Le plagiat, en dépit de sa connotation péjorative, est loin d'être exclu de toute réflexion sur la création littéraire. Il demeure même un sujet d'interrogation, voire d'obsession chez certains écrivains, et des plus authentiques. On connaît la fameuse déclaration de Giraudoux: «Le plagiat est la base de toutes les littératures, excepté de la première, qui d'ailleurs est inconnue.»[i] Plus sérieusement, Proust avait pleinement conscience que l'influence et même l'emprise de certains écrivains sur son oeuvre pouvaient conduire au plagiat, au recopiage servile. Il préconisait, pour s'en prémunir, la pratique consciente du pastiche, afin de «se purger du vice naturel d'idolâtrie et d'imitation.»[ii] On ne peut donc écarter, d'emblée, la notion de plagiat, lorsqu'on s'intéresse au processus de la création littéraire. La littérature est faite d'emprunts, serviles ou créatifs, et à ce titre le rêve d'une originalité absolue est purement illusoire et relève d'une conception idéaliste mais simplificatrice de la littérature.

Mais quelle est la limite entre l'emprunt servile et l'emprunt créatif? Quel critère permet d'évaluer l'originalité d'un texte qui, inévitablement, puise dans le fonds commun des idées et subit l'influence des prédécesseurs? Rare est le recopiage systématique d'un texte détourné sous le nom d'un auteur plagiaire.
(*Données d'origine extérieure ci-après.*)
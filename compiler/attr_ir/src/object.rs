//! Reflection capability for user-defined attribute kinds.
//!
//! Operator attribute structs (layouts, strides, padding, ...) live outside
//! the built-in variant set. They enter an attribute tree as
//! `AttrKind::Object` and expose their declared fields through
//! [`AttrObject::fields`], which is all the generic equality and hashing
//! paths need. Kinds whose equality is looser than field-by-field (say, a
//! case-insensitive layout) override [`AttrObject::structural_eq`] and
//! [`AttrObject::structural_hash`] together.
//!
//! # Example
//!
//! ```text
//! #[derive(Debug)]
//! struct PoolAttrs {
//!     layout: String,
//!     pool_size: Attr,
//! }
//!
//! impl AttrObject for PoolAttrs {
//!     fn type_index(&self) -> TypeIndex {
//!         static INDEX: OnceLock<TypeIndex> = OnceLock::new();
//!         *INDEX.get_or_init(|| TypeIndex::register("relay.attrs.PoolAttrs"))
//!     }
//!
//!     fn fields(&self) -> FieldList<'_> {
//!         smallvec![
//!             Field::new("layout", FieldValue::Str(&self.layout)),
//!             Field::new("pool_size", FieldValue::Attr(Some(&self.pool_size))),
//!         ]
//!     }
//!
//!     fn as_any(&self) -> &dyn Any {
//!         self
//!     }
//! }
//! ```

use std::any::Any;
use std::fmt;

use smallvec::SmallVec;

use crate::{Attr, DataType, TypeIndex};

/// Declared fields of an object, in declaration order.
pub type FieldList<'a> = SmallVec<[Field<'a>; 4]>;

/// A user-defined attribute kind.
///
/// Implementors must be immutable once wrapped in an `Attr`, and must
/// report fields in the same order on every call.
pub trait AttrObject: Any + Send + Sync + fmt::Debug {
    /// Runtime type index, obtained from `TypeIndex::register`.
    ///
    /// Built-in indices belong to the `AttrKind` variants; reporting one
    /// here is a misuse and trips a debug assertion in `Attr::object`.
    fn type_index(&self) -> TypeIndex;

    /// Declared fields as name/value pairs.
    fn fields(&self) -> FieldList<'_>;

    /// Precise comparison with `other`, which has the same type index.
    ///
    /// `None` (the default) falls back to comparing [`fields`](Self::fields)
    /// pairwise. An override compares node-valued data through `equal`, must
    /// be symmetric, and must come with a matching
    /// [`structural_hash`](Self::structural_hash): objects it calls equal
    /// have to hash equal.
    fn structural_eq(
        &self,
        _other: &dyn AttrObject,
        _equal: &mut dyn FnMut(Option<&Attr>, Option<&Attr>) -> bool,
    ) -> Option<bool> {
        None
    }

    /// Precise hash, consistent with [`structural_eq`](Self::structural_eq).
    ///
    /// Node-valued data is hashed through `hash`. The type salt is folded in
    /// by the caller. `None` (the default) hashes declared fields.
    fn structural_hash(&self, _hash: &mut dyn FnMut(Option<&Attr>) -> u64) -> Option<u64> {
        None
    }

    /// Upcast for `Attr::downcast_object`.
    fn as_any(&self) -> &dyn Any;
}

/// One declared field of an [`AttrObject`].
#[derive(Copy, Clone, Debug)]
pub struct Field<'a> {
    pub name: &'static str,
    pub value: FieldValue<'a>,
}

impl<'a> Field<'a> {
    #[inline]
    pub fn new(name: &'static str, value: FieldValue<'a>) -> Self {
        Field { name, value }
    }
}

/// Runtime value of a declared field.
#[derive(Copy, Clone, Debug)]
pub enum FieldValue<'a> {
    Int(i64),
    UInt(u64),
    Float(f64),
    Bool(bool),
    Str(&'a str),
    DataType(DataType),
    /// Node-valued field; `None` when the field is unset.
    Attr(Option<&'a Attr>),
}
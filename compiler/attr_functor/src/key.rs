//! Structural map keys.
//!
//! `Attr` has no `Eq`/`Hash` of its own; identity and structure are both
//! reasonable notions and callers pick one. [`AttrKey`] picks structure, so
//! two separately built but equal trees land in the same map slot.

use std::hash::{Hash, Hasher};

use attr_ir::Attr;

use crate::{attrs_equal, attrs_hash};

/// An `Attr` wrapper that hashes with [`attrs_hash`] and compares with
/// [`attrs_equal`].
///
/// The structural hash is computed once, on construction.
#[derive(Clone)]
pub struct AttrKey {
    attr: Attr,
    hash: u64,
}

impl AttrKey {
    pub fn new(attr: Attr) -> Self {
        let hash = attrs_hash(&attr);
        AttrKey { attr, hash }
    }

    #[inline]
    pub fn attr(&self) -> &Attr {
        &self.attr
    }

    pub fn into_inner(self) -> Attr {
        self.attr
    }

    /// Cached [`attrs_hash`] of the wrapped node.
    #[inline]
    pub fn structural_hash(&self) -> u64 {
        self.hash
    }
}

impl PartialEq for AttrKey {
    fn eq(&self, other: &Self) -> bool {
        self.hash == other.hash && attrs_equal(&self.attr, &other.attr)
    }
}

impl Eq for AttrKey {}

impl Hash for AttrKey {
    fn hash<H: Hasher>(&self, state: &mut H) {
        state.write_u64(self.hash);
    }
}

impl From<Attr> for AttrKey {
    fn from(attr: Attr) -> Self {
        AttrKey::new(attr)
    }
}

impl std::fmt::Debug for AttrKey {
    fn fmt(&self, f: &mut std::fmt::Formatter<'_>) -> std::fmt::Result {
        f.debug_struct("AttrKey")
            .field("attr", &self.attr)
            .field("hash", &format_args!("{:#018x}", self.hash))
            .finish()
    }
}

#[cfg(test)]
mod tests;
Le démarquage, en maquillant le délit, recourt déjà à des procédés littéraires de transformation: synonymie, ajouts, suppressions, changements de rythme ou modifications syntaxiques. Est-il encore un plagiat ou déjà un autre texte? Les critères d'appréciation ont évolué au fil de l'histoire. Ainsi, la tradition de l'imitation domine jusqu'au XVIIe siècle. Ce n'est qu'au XVIIIe siècle que se constitue la notion de propriété littéraire et la conception idéaliste d'un moi créateur unique et original ne s'impose qu'avec le Romantisme. Aujourd'hui, les études sur l'intertextualité montrent l'œuvre comme un palimpseste où se superposent des textes à l'infini. Le plagiat s'inscrit désormais dans une esthétique de la réécriture et s'affranchit du même coup de toute connotation morale, pour devenir une vraie question littéraire.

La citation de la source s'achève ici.